**REQUIREMENT**:
Could you set down exactly the lines of the data below, starting at the one that holds "use crate::schema::Entry;" and ending at the one that holds "let end = text[cursor..]", both included, and only those?

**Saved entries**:
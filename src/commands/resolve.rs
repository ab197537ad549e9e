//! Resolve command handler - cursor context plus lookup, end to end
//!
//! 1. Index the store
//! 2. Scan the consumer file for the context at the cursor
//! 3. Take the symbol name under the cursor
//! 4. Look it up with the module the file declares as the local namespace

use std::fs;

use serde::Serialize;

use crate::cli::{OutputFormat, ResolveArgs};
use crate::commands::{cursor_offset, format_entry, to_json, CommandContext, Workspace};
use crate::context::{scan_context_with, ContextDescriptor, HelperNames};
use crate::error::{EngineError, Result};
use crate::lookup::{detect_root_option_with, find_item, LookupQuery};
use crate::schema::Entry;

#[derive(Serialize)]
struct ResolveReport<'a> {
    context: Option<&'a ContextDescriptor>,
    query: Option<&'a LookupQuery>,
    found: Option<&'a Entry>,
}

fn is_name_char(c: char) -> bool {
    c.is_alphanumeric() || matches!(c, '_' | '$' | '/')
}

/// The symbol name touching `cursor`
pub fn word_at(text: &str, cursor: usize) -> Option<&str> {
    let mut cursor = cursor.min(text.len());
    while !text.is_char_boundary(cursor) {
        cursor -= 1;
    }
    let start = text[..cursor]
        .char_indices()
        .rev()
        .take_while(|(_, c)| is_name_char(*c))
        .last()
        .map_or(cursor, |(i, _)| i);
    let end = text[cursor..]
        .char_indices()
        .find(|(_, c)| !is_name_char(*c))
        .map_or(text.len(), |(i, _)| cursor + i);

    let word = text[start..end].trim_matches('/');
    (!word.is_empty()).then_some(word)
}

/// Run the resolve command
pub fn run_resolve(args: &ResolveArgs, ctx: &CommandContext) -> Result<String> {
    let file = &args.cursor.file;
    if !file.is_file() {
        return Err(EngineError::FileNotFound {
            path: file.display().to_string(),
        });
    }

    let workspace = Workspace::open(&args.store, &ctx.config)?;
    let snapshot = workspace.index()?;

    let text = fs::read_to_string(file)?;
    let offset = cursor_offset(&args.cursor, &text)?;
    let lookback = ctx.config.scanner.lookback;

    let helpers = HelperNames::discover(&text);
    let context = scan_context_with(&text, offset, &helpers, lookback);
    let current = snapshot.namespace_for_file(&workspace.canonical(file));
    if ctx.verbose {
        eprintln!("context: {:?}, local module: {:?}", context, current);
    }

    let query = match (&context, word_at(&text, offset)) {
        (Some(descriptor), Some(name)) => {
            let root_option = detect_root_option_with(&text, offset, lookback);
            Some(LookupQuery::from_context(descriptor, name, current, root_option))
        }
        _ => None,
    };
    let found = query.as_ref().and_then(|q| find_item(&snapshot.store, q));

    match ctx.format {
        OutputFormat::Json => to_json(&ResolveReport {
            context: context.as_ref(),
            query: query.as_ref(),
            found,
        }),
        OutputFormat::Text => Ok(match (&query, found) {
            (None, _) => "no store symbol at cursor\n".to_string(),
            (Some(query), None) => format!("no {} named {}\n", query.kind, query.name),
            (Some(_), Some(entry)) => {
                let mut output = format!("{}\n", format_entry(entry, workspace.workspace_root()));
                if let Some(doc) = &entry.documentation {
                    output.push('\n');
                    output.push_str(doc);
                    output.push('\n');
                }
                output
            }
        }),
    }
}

--

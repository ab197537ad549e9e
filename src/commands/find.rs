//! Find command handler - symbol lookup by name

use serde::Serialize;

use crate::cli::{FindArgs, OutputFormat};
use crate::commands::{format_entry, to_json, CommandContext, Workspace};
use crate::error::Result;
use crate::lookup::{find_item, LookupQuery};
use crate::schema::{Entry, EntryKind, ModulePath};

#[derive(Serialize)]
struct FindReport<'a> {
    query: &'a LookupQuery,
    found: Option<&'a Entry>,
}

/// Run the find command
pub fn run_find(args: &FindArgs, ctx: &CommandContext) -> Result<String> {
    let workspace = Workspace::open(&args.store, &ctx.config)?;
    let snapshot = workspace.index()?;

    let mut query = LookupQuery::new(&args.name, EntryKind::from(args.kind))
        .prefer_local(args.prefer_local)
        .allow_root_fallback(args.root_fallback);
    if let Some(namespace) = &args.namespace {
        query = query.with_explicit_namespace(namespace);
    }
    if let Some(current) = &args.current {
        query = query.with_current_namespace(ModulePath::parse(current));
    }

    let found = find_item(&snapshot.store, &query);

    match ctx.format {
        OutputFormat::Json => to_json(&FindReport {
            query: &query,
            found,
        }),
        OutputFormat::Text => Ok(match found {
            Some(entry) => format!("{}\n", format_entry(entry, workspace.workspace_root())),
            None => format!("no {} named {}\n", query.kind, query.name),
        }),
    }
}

**TASK ANSWER**:
use crate::schema::Entry;

#[derive(Serialize)]
struct ResolveReport<'a> {
    context: Option<&'a ContextDescriptor>,
    query: Option<&'a LookupQuery>,
    found: Option<&'a Entry>,
}

fn is_name_char(c: char) -> bool {
    c.is_alphanumeric() || matches!(c, '_' | '$' | '/')
}

/// The symbol name touching `cursor`
pub fn word_at(text: &str, cursor: usize) -> Option<&str> {
    let mut cursor = cursor.min(text.len());
    while !text.is_char_boundary(cursor) {
        cursor -= 1;
    }
    let start = text[..cursor]
        .char_indices()
        .rev()
        .take_while(|(_, c)| is_name_char(*c))
        .last()
        .map_or(cursor, |(i, _)| i);
    let end = text[cursor..]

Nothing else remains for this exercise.